Ans: Yes. Please prepare fresh culture. Spin down 10 mLculture (triplicates). Decant supernatant. Store and ship the cell pellet on dry ice. You may order MBS-5002, bacterial DNA barcoding, full-length of 16s rRNA to confirm the identity of bacteria before the extracted gDNA is submitted for NGS. We offer nuclei acid extractions for various type of samples and organisms, you can visit us at http://base-asia.com/next-generation-sequencing/ngs-grade-sample-preparation-services.  Please contact us if your sample is not in list.

 

Q2) How to ship bacterial culture for plasmid extraction?
Ans: You can send bacteria culture in stab agar or agar slant at room temperature. We don’t recommend to ship bacteria culture on agar plate because they easily damaged during shipping.  Please remember to indicate the antibiotics used to grow the bacteria in the sample preparation service order form.

 

Q3) Can you remove the RNA contamination of gDNA?
Ans: Yes. We provide RNase treatment for the gDNA samples that contaminated with RNA.

 

Q4) What is the grade of plasmid (midiprep, maxiprep) delivered?
Ans: We use commercial kit to purify plasmid. The plasmid is ultrapure, transfection grade. It is NOT certified endotoxin-free.

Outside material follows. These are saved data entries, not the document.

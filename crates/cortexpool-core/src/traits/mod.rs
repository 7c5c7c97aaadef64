mod persistence;
mod vector;

pub use persistence::{EntityDraft, FactDraft, IPersistenceAdapter};
pub use vector::IVectorBackend;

If you need certified endotoxin free plasmid prep, please enquire.

 

Q5) Can you deliver linearized plasmid? 
Ans: Yes. Firstly, we will cut the plasmid by using restriction enzyme (MBS-6002). It is then purified by phenol-chloroform and concentrated by ethanol preparation. One time of standard preparation can produce 4 to 5 ug of linearized plasmid. The plasmid pellet can be dissolved in any chosen buffers or water. Upon receive, please make aliquots of the linearized plasmid and store in freezer.

 

Q6) Can I submit glycerol stock for plasmid extraction?
Ans: Yes. Glycerol stock is acceptable. It has to ship to us at dry ice.